The Advanced Technology Research Council (ATRC) is an Abu Dhabi government entity responsible for research and development (R&D) for technology in Abu Dhabi, the capital of the United Arab Emirates.

The current ATRC Secretary-General is Faisal Al Bannai.

== Organization ==

ATRC has three entities that manage the council's research areas:

- Technology Innovation Institute - This is the applied research technology pillar and global research and development institution.
- ASPIRE - This is the technology and business solutions pillar.
- VentureOne - This is the commercialization arm that facilitates the transition of prototypes from lab to market.
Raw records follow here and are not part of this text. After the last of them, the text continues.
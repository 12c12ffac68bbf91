use crate::Error;

/// Where a reader or writer is within the packet, flow set cycle.
#[derive(Clone, Copy, Debug, PartialEq, Eq)]
pub enum State {
    AwaitingPacketHeader,
    AwaitingFlowSet,
}

impl State {
    fn as_str(&self) -> &'static str {
        match self {
            State::AwaitingPacketHeader => "packet header",
            State::AwaitingFlowSet => "flow set",
        }
    }
}

/// What remains of the packet announced by the last header.
#[derive(Clone, Copy, Debug, PartialEq, Eq)]
pub enum Budget {
    /// Number of flow sets (or records, for NetFlow v5) still expected.
    Count(usize),
    /// Number of payload bytes still expected.
    Bytes(usize),
}

impl Budget {
    #[inline]
    pub fn is_exhausted(&self) -> bool {
        matches!(self, Budget::Count(0) | Budget::Bytes(0))
    }
}

/// Enforces `header, flow set*, header, ...` ordering.
#[derive(Debug)]
pub struct Sequencer {
    state: State,
    budget: Budget,
}

impl Default for Sequencer {
    fn default() -> Self {
        Sequencer {
            state: State::AwaitingPacketHeader,
            budget: Budget::Count(0),
        }
    }
}

impl Sequencer {
    #[inline]
    pub fn state(&self) -> State {
        self.state
    }

    #[inline]
    pub fn budget(&self) -> Budget {
        self.budget
    }

    fn require(&self, requested: State) -> Result<(), Error> {
        if self.state != requested {
            return Err(Error::ProtocolSequence {
                expected: self.state.as_str(),
                got: requested.as_str(),
            });
        }

        Ok(())
    }

    /// Fails unless a packet header is expected now.
    pub fn expect_packet_header(&self) -> Result<(), Error> {
        self.require(State::AwaitingPacketHeader)
    }

    /// A packet header was read or written, flow sets follow until `budget`
    /// is used up. An empty packet goes straight back to awaiting a header.
    pub fn begin_packet(&mut self, budget: Budget) -> Result<(), Error> {
        self.expect_packet_header()?;

        self.budget = budget;
        if !budget.is_exhausted() {
            self.state = State::AwaitingFlowSet;
        }

        trace!(message = "packet started", ?budget);

        Ok(())
    }

    /// Fails unless a flow set is expected now.
    pub fn expect_flow_set(&self) -> Result<(), Error> {
        self.require(State::AwaitingFlowSet)
    }

    /// Fails unless a flow set of `size` bytes fits the remaining budget.
    pub fn check(&self, size: usize) -> Result<(), Error> {
        self.expect_flow_set()?;

        if let Budget::Bytes(remaining) = self.budget {
            if size > remaining {
                return Err(Error::BudgetExceeded {
                    needed: size,
                    remaining,
                });
            }
        }

        Ok(())
    }

    /// Account for one flow set of `size` bytes.
    pub fn consume(&mut self, size: usize) -> Result<(), Error> {
        self.check(size)?;

        self.budget = match self.budget {
            Budget::Count(remaining) => Budget::Count(remaining - 1),
            Budget::Bytes(remaining) => Budget::Bytes(remaining - size),
        };

        if self.budget.is_exhausted() {
            self.state = State::AwaitingPacketHeader;
            trace!(message = "packet finished");
        }

        Ok(())
    }

    /// Give up on the current packet, the next call must be a header.
    pub fn reset(&mut self) {
        self.state = State::AwaitingPacketHeader;
        self.budget = Budget::Count(0);
    }
}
ATRC was established in May 2020 by former UAE President Khalifa bin Zayed Al Nahyan. ATRC is responsible for defining policies and procedures for R&D in Abu Dhabi

== Research Centers ==
ATRC's Technology Innovation Institute (TII) comprises 10 research centers

- Advanced Materials Research Center (AMRC)
- Autonomous Robotics Research Center (ARRC)
- Cryptography Research Center (CRC)
- AI and Digital Science Research Center (AIDRC)
- Directed Energy Research Center (DERC)
- Quantum Research Center (QRC)
- Secure Systems Research Center (SSRC)
- Propulsion and Space Research Center (PSRC)
- Renewable and Sustainable Energy Research Center (RSERC)
- Biotechnology Research Center (BRC)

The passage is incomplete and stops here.